After a sloppy opening quarter, the men in black – and those were the 49ers in the much-debated alternate uniforms – owned the night. The defense stymied Adrian Peterson and never allowed quarterback Teddy Bridgewater to get into a rhythm. The offensive line protected Kaepernick and opened gaping holes for Hyde, the second-year back who carried 26 times for 168 yards, and deserved extra credit for breaking off one ridiculous spin move.
Ultimately, though, the game ball went to Tomsula, the rookie head coach who could run a temporary employment agency in another life. Been there, done that. He has coached at the high school, college and pro levels and held lesser-paying positions delivering newspapers and cleaning carpets. Until Jed York made the unusual move of promoting his defensive-line coach to replace Jim Harbaugh, Tomsula, 47, would have remained in the background, content to cash his very decent assistant coach’s salary and never utter a complaint.

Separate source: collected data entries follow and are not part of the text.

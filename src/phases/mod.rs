//! Phase execution.
//!
//! Each quest phase has a runner implementing [`PhaseRunner`]. Runners with
//! ordinary spawn-once semantics take the shared [`run_default`] path; the
//! implementation and review runners override [`PhaseRunner::run`] because
//! they interleave agent spawns with ward validation.
//!
//! A run either completes the phase or surfaces the agent's escape hatch as
//! [`PhaseOutcome::Escaped`] - an ordinary value the orchestrator turns into
//! a re-planning pass, not an error.

pub mod discovery;
pub mod implementation;
pub mod review;
pub mod testing;

use anyhow::Result;
use async_trait::async_trait;
use chrono::Utc;
use tracing::info;

use crate::agents::AgentSpawner;
use crate::model::{
    AgentKind, AgentReport, EscapePayload, ExecutionLogEntry, PhaseStatus, PhaseType, Quest,
    SpawnContext,
};
use crate::quests::QuestManager;

pub use discovery::DiscoveryRunner;
pub use implementation::ImplementationRunner;
pub use review::ReviewRunner;
pub use testing::TestingRunner;

/// How a phase run ended.
#[derive(Debug)]
pub enum PhaseOutcome {
    Completed,
    /// The agent declined to continue and asked for re-planning.
    Escaped(EscapePayload),
}

#[async_trait]
pub trait PhaseRunner: Send + Sync {
    fn agent_kind(&self) -> AgentKind;

    fn phase_type(&self) -> PhaseType;

    /// Whether this phase should run for the quest in its current state.
    /// A `false` here makes the orchestrator skip the phase.
    fn can_run(&self, manager: &dyn QuestManager, quest: &Quest) -> Result<bool> {
        let _ = manager;
        // An in-progress phase was interrupted mid-run; re-enter it
        Ok(matches!(
            quest.phase(self.phase_type()).status,
            PhaseStatus::Pending | PhaseStatus::InProgress
        ))
    }

    /// Role-specific context merged into the agent's spawn context.
    fn additional_context(&self, quest: &Quest) -> Result<serde_json::Value> {
        let _ = quest;
        Ok(serde_json::json!({}))
    }

    /// Fold the agent's report into the quest. Called with a freshly
    /// reloaded quest; mutations are persisted by the caller.
    /// `report_file` is the archived report filename, for provenance stamps.
    fn process_report(
        &self,
        manager: &dyn QuestManager,
        quest: &mut Quest,
        report: &AgentReport,
        report_file: &str,
    ) -> Result<()> {
        let _ = (manager, quest, report, report_file);
        Ok(())
    }

    async fn run(
        &self,
        manager: &dyn QuestManager,
        folder: &str,
        spawner: &dyn AgentSpawner,
    ) -> Result<PhaseOutcome> {
        run_default(self, manager, folder, spawner).await
    }
}

/// Shared spawn-once phase run.
///
/// Marks the phase in progress, spawns the phase agent, then reloads the
/// quest before folding the report in - the agent process may have edited
/// the quest file while it ran. An escape resets the phase to pending so a
/// later pass can re-enter it after re-planning.
pub async fn run_default<R>(
    runner: &R,
    manager: &dyn QuestManager,
    folder: &str,
    spawner: &dyn AgentSpawner,
) -> Result<PhaseOutcome>
where
    R: PhaseRunner + ?Sized,
{
    let phase = runner.phase_type();
    let mut quest = manager.latest(folder)?;
    info!(phase = %phase, quest = %quest.title, "entering phase");

    let state = quest.phase_mut(phase);
    state.status = PhaseStatus::InProgress;
    state.started_at = Some(Utc::now());
    manager.save_quest(&quest)?;

    let report_number = manager.next_report_number(folder)?;
    let ctx = SpawnContext {
        quest_folder: folder.to_string(),
        report_number,
        working_directory: std::env::current_dir()?,
        additional_context: runner.additional_context(&quest)?,
    };
    let report = spawner.spawn_and_wait(runner.agent_kind(), ctx).await?;

    if let Some(escape) = report.escape.clone() {
        let mut quest = manager.latest(folder)?;
        let state = quest.phase_mut(phase);
        state.status = PhaseStatus::Pending;
        state.started_at = None;
        manager.save_quest(&quest)?;
        return Ok(PhaseOutcome::Escaped(escape));
    }

    // Reload before mutating: the agent owns the quest file while it runs
    let report_file = runner.agent_kind().report_filename(report_number);
    let mut quest = manager.latest(folder)?;
    runner.process_report(manager, &mut quest, &report, &report_file)?;

    let state = quest.phase_mut(phase);
    state.status = PhaseStatus::Complete;
    state.completed_at = Some(Utc::now());
    state.report = Some(report_file.clone());
    quest.execution_log.push(ExecutionLogEntry {
        report: report_file,
        task_id: report.task_id.clone(),
        timestamp: Utc::now(),
        agent: runner.agent_kind().to_string(),
    });
    manager.save_quest(&quest)?;
    info!(phase = %phase, "phase complete");
    Ok(PhaseOutcome::Completed)
}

I thought Kap played a wonderful game. I thought he did everything we asked him to do.
49ers coach Jim Tomsula on quarterback Colin Kaepernick
But we know now how that went. York tired of the Harbaugh dramatics, the internal feuds, the off-field distractions, and chose a simpler route, a lower-maintenance coach, someone to put salve on the 49ers’ wounds. Whether Tomsula can both soothe and succeed is yet to be determined. A three-game losing streak, and folks will be whining for the return of a certain college coach known for his withering stares and black sweater/khaki combinations.
It doesn’t hurt, though, that the 49ers’ most important player embraces the change of direction.
“(Tomsula) has great confidence in his players, just going out and playing, and allowing us to make plays,” Kaepernick said. “It’s amazing. And he continues to preach that. I think that’s what gives this team energy, gives this team life.”
For openers, that’s one helluva closing line.